L'acciaio viene sottoposto al processo di laminazione per ridurne lo spessore e renderlo uniforme. In questo processo, l'acciaio viene posizionato tra due rulli, dove lo spessore viene modificato manipolando la direzione longitudinale dell'acciaio anziché quella trasversale. Questo perché il punto di contatto tra i rulli longitudinali è molto più piccolo della larghezza della lamiera d'acciaio che viene spinta tra di essi. Questo garantisce che la lunghezza dell'acciaio venga lavorata e che la lavorazione del rullo longitudinale sia limitata.
Esistono due tipi di processo di laminazione: a caldo e a freddo. La differenza fondamentale tra questi due processi è la diversa temperatura di lavorazione rispetto alla ricristallizzazione dell'acciaio. Quando la temperatura di lavorazione della deformazione dell'acciaio è superiore alla temperatura di ricristallizzazione, si parla di laminazione a caldo. Viceversa, se la temperatura di lavorazione è inferiore alla temperatura di ricristallizzazione, si parla di laminazione a freddo.
Rende l'acciaio morbido e duttile. La durezza dell'acciaio non può essere modificata dopo il processo di laminazione a caldo. La durezza è correlata alla composizione chimica del metallo e alla velocità di raffreddamento. La laminazione a caldo, tuttavia, può causare la perdita di acciaio a causa dell'ossidazione e una scarsa finitura superficiale.
Nel caso della laminazione a freddo, la durezza è molto maggiore rispetto alla laminazione a caldo. Questo processo aiuta a ottenere qualità fisiche del metallo solitamente non ottenibili con la laminazione a caldo. Può eliminare errori come il ritiro. In breve, la laminazione a freddo produce una lamiera finale più precisa in termini di dimensioni e proprietà rispetto a quella ottenuta con la laminazione a caldo. La lamiera presenta una superficie più liscia e anche la resistenza dell'acciaio aumenta. Tuttavia, la duttilità diminuisce. La deformazione rende l'acciaio più fragile. Inoltre, il metallo finale ottenuto deve essere sottoposto a riscaldamento regolare per essere lavorabile.
Sia le sollecitazioni orizzontali che quelle verticali causate dai rulli comprimono e trattengono l'acciaio. I rulli esercitano una sollecitazione verticale sul pezzo di acciaio e, allo stesso tempo, il prezzo del metallo esercita una pressione sui rulli. I rulli sono esposti a deformazione elastica a causa della pressione indotta dal pezzo di metallo.

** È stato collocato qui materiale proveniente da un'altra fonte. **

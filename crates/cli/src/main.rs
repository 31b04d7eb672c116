use std::str::FromStr;
use std::time::Duration;

use anyhow::Result;
use clap::{Args, Parser, Subcommand, ValueEnum};
use nodelist_api::NodeQueryResolver;
use nodelist_core::NodeLister;
use nodelist_kubehub::KubeNodeLister;
use nodelist_nomad::{ClientConfig, NomadLister};
use nodelist_schema::{nodes_schema, ResourceData};
use tracing::{error, info};

#[derive(Parser, Debug)]
#[command(name = "nodelistctl", version, about = "Read cluster nodes the way a data source does")]
struct Cli {
    /// Output format
    #[arg(short = 'o', long = "output", value_enum, global = true, default_value_t = Output::Human)]
    output: Output,

    #[command(subcommand)]
    command: Commands,
}

#[derive(Copy, Clone, Debug, Eq, PartialEq, ValueEnum)]
enum Output { Human, Json }

#[derive(Copy, Clone, Debug, Eq, PartialEq, ValueEnum)]
enum Backend { Nomad, Kube }

#[derive(Subcommand, Debug)]
enum Commands {
    /// List nodes, optionally narrowed by name prefix and filter expression
    Nodes {
        /// Name prefix matched by the control plane
        #[arg(long = "prefix", default_value = "")]
        prefix: String,
        /// Server-side filter expression (label selector for the kube backend)
        #[arg(long = "filter", default_value = "")]
        filter: String,
        #[command(flatten)]
        conn: ConnArgs,
    },
    /// Print the data source schema
    Schema,
}

#[derive(Args, Debug)]
struct ConnArgs {
    /// Control plane backend
    #[arg(long = "backend", value_enum, env = "NODELIST_BACKEND", default_value_t = Backend::Nomad)]
    backend: Backend,
    /// HTTP API address (nomad backend)
    #[arg(long = "addr", env = "NOMAD_ADDR")]
    address: Option<String>,
    #[arg(long = "region", env = "NOMAD_REGION")]
    region: Option<String>,
    /// ACL token (nomad backend)
    #[arg(long = "token", env = "NOMAD_TOKEN", hide_env_values = true)]
    token: Option<String>,
    /// Request timeout in seconds (nomad backend)
    #[arg(long = "timeout-secs", default_value_t = 30)]
    timeout_secs: u64,
    /// Node pool label keys, checked in order (kube backend)
    #[arg(long = "pool-label")]
    pool_labels: Vec<String>,
}

impl ConnArgs {
    fn client_config(&self) -> ClientConfig {
        let mut cfg = ClientConfig::default().with_timeout(Duration::from_secs(self.timeout_secs));
        if let Some(addr) = self.address.as_deref().filter(|s| !s.is_empty()) {
            cfg = cfg.with_address(addr);
        }
        if let Some(region) = self.region.as_deref().filter(|s| !s.is_empty()) {
            cfg = cfg.with_region(region);
        }
        if let Some(token) = self.token.as_deref().filter(|s| !s.is_empty()) {
            cfg = cfg.with_token(token);
        }
        cfg
    }

    async fn lister(&self) -> Result<Box<dyn NodeLister>> {
        match self.backend {
            Backend::Nomad => {
                let cfg = self.client_config();
                info!(addr = %cfg.address, region = ?cfg.region, "using http backend");
                Ok(Box::new(NomadLister::new(cfg)?))
            }
            Backend::Kube => {
                let mut lister = KubeNodeLister::try_default().await?;
                if !self.pool_labels.is_empty() {
                    lister = lister.with_pool_labels(self.pool_labels.clone());
                }
                Ok(Box::new(lister))
            }
        }
    }
}

fn init_tracing() {
    let env = std::env::var("NODELIST_LOG").unwrap_or_else(|_| "info".to_string());
    let filter = tracing_subscriber::EnvFilter::from_str(&env).unwrap_or_else(|_| tracing_subscriber::EnvFilter::new("info"));
    tracing_subscriber::fmt().with_env_filter(filter).with_target(true).with_writer(std::io::stderr).init();
}

fn init_metrics() {
    if let Ok(addr) = std::env::var("NODELIST_METRICS_ADDR") {
        if let Ok(sock) = addr.parse::<std::net::SocketAddr>() {
            let builder = metrics_exporter_prometheus::PrometheusBuilder::new();
            match builder.with_http_listener(sock).install() {
                Ok(_) => tracing::info!(addr = %addr, "Prometheus metrics exporter listening"),
                Err(e) => tracing::warn!(error = %e, "failed to install metrics exporter"),
            }
        } else {
            tracing::warn!(addr = %addr, "invalid NODELIST_METRICS_ADDR; expected host:port");
        }
    }
}

fn render_human(rd: &ResourceData) {
    if rd.is_absent() {
        println!("(no nodes: scope not found)");
        return;
    }
    println!("query id: {}", rd.id());
    println!("{:<38} {:<24} {:<12} {:<12} {:<12} ADDRESS", "ID", "NAME", "DATACENTER", "CLASS", "POOL");
    let nodes = rd.get_state("nodes").and_then(|v| v.as_array()).cloned().unwrap_or_default();
    for n in nodes.iter() {
        let f = |k: &str| n.get(k).and_then(|v| v.as_str()).unwrap_or("-").to_string();
        let class = f("node_class");
        println!(
            "{:<38} {:<24} {:<12} {:<12} {:<12} {}",
            f("id"),
            f("name"),
            f("datacenter"),
            if class.is_empty() { "-".to_string() } else { class },
            f("node_pool"),
            f("address"),
        );
    }
}

#[tokio::main]
async fn main() -> Result<()> {
    init_tracing();
    init_metrics();
    let cli = Cli::parse();

    match cli.command {
        Commands::Schema => {
            println!("{}", serde_json::to_string_pretty(&nodes_schema())?);
        }
        Commands::Nodes { prefix, filter, conn } => {
            info!(backend = ?conn.backend, "nodes invoked");
            let mut rd = ResourceData::new(nodes_schema());
            if !prefix.is_empty() {
                rd = rd.with_config("prefix", prefix)?;
            }
            if !filter.is_empty() {
                rd = rd.with_config("filter", filter)?;
            }
            let resolver = NodeQueryResolver::new(conn.lister().await?);
            let config = rd.clone();
            if let Err(e) = resolver.read(&config, &mut rd).await {
                error!(error = %e, "nodes read failed");
                return Err(e.into());
            }
            match cli.output {
                Output::Human => render_human(&rd),
                Output::Json => println!("{}", serde_json::to_string_pretty(&rd.to_state())?),
            }
        }
    }
    Ok(())
}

Ciò comporta una distribuzione non uniforme dello spessore dell'acciaio, che risulta maggiore al centro e si riduce man mano che si procede lungo i bordi del metallo. Un centro più spesso indica che i bordi dell'acciaio sono più allungati. Ciò implica che i bordi sono sottoposti a maggiore sollecitazione e che c'è anche più tensione al centro del metallo in lavorazione. Lo spessore non uniforme può portare a una lamiera finale difettosa, con conseguenti deformazioni, crepe o grinze.

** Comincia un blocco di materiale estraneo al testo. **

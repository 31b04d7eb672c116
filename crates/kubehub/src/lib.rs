//! nodelist kubehub: lists `v1/Node` objects through kube-rs.
//!
//! The filter expression is passed to the API server as a label selector.
//! Kubernetes has no name-prefix query, so the prefix is matched here against
//! `metadata.name` while keeping the server's order.

#![forbid(unsafe_code)]

use std::time::Instant;

use anyhow::Context;
use k8s_openapi::api::core::v1::Node;
use kube::{
    api::{Api, ListParams},
    Client,
};
use nodelist_core::{ListError, NodeList, NodeLister, NodeRecord, QueryMeta};
use tracing::{debug, info};

pub const ZONE_LABEL: &str = "topology.kubernetes.io/zone";
pub const REGION_LABEL: &str = "topology.kubernetes.io/region";
pub const INSTANCE_TYPE_LABEL: &str = "node.kubernetes.io/instance-type";

/// Well-known node pool labels of managed Kubernetes offerings, checked in order.
pub const DEFAULT_POOL_LABELS: [&str; 4] = [
    "cloud.google.com/gke-nodepool",
    "eks.amazonaws.com/nodegroup",
    "kubernetes.azure.com/agentpool",
    "karpenter.sh/nodepool",
];

fn label<'a>(node: &'a Node, key: &str) -> Option<&'a str> {
    node.metadata.labels.as_ref().and_then(|l| l.get(key)).map(|s| s.as_str())
}

fn node_address(node: &Node) -> String {
    let addrs = match node.status.as_ref().and_then(|s| s.addresses.as_ref()) {
        Some(a) => a,
        None => return String::new(),
    };
    addrs
        .iter()
        .find(|a| a.type_ == "InternalIP")
        .or_else(|| addrs.first())
        .map(|a| a.address.clone())
        .unwrap_or_default()
}

/// Project a Kubernetes node into a [`NodeRecord`].
pub fn record_from_node(node: &Node, pool_labels: &[String]) -> NodeRecord {
    NodeRecord {
        address: node_address(node),
        id: node.metadata.uid.clone().unwrap_or_default(),
        datacenter: label(node, ZONE_LABEL).or_else(|| label(node, REGION_LABEL)).unwrap_or_default().to_string(),
        name: node.metadata.name.clone().unwrap_or_default(),
        node_class: label(node, INSTANCE_TYPE_LABEL).unwrap_or_default().to_string(),
        node_pool: pool_labels.iter().find_map(|k| label(node, k)).unwrap_or_default().to_string(),
    }
}

/// Nodes whose name starts with `prefix`, in input order.
pub fn select_nodes(items: &[Node], prefix: &str, pool_labels: &[String]) -> Vec<NodeRecord> {
    items
        .iter()
        .filter(|n| n.metadata.name.as_deref().unwrap_or("").starts_with(prefix))
        .map(|n| record_from_node(n, pool_labels))
        .collect()
}

fn classify(err: kube::Error) -> ListError {
    match err {
        kube::Error::Api(resp) if resp.code == 404 => ListError::NotFound(resp.message),
        e => ListError::Other(anyhow::Error::new(e).context("listing v1/Node")),
    }
}

pub struct KubeNodeLister {
    client: Client,
    pool_labels: Vec<String>,
}

impl KubeNodeLister {
    pub fn new(client: Client) -> Self {
        Self { client, pool_labels: DEFAULT_POOL_LABELS.iter().map(|s| s.to_string()).collect() }
    }

    /// Build from the ambient kubeconfig / in-cluster environment.
    pub async fn try_default() -> anyhow::Result<Self> {
        let client = Client::try_default().await.context("creating kube client")?;
        info!("kube client ready");
        Ok(Self::new(client))
    }

    pub fn with_pool_labels(mut self, labels: Vec<String>) -> Self {
        self.pool_labels = labels;
        self
    }
}

#[async_trait::async_trait]
impl NodeLister for KubeNodeLister {
    async fn list_nodes(&self, prefix: &str, filter: &str) -> Result<NodeList, ListError> {
        let started = Instant::now();
        let api: Api<Node> = Api::all(self.client.clone());
        let mut lp = ListParams::default();
        if !filter.is_empty() {
            lp = lp.labels(filter);
        }
        let list = api.list(&lp).await.map_err(classify)?;
        let last_index = list.metadata.resource_version.as_deref().and_then(|rv| rv.parse::<u64>().ok()).unwrap_or(0);
        let nodes = select_nodes(&list.items, prefix, &self.pool_labels);
        debug!(listed = list.items.len(), selected = nodes.len(), last_index, "kube node list: ok");
        Ok(NodeList {
            nodes,
            meta: QueryMeta { last_index, known_leader: true, request_time: started.elapsed() },
        })
    }
}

Per contrastare questo fenomeno, si utilizzano rulli di supporto. In alternativa, è possibile utilizzare anche materiali come il carburo sinterizzato ad alto modulo elastico. A volte, si utilizzano anche rulli bombati per contrastare la deflessione elastica dei rulli. A seconda dello spessore dell'acciaio coinvolto nella laminazione e del flusso di sollecitazione, è possibile stabilire il grado di bombatura. Una bombatura insufficiente o assente può comportare un acciaio con un centro più spesso. D'altra parte, una bombatura eccessiva renderà i bordi più spessi del centro, esattamente l'opposto di una bombatura insufficiente. Ciò può causare spaccature, grinze e cricche sui bordi della lamiera di acciaio finale.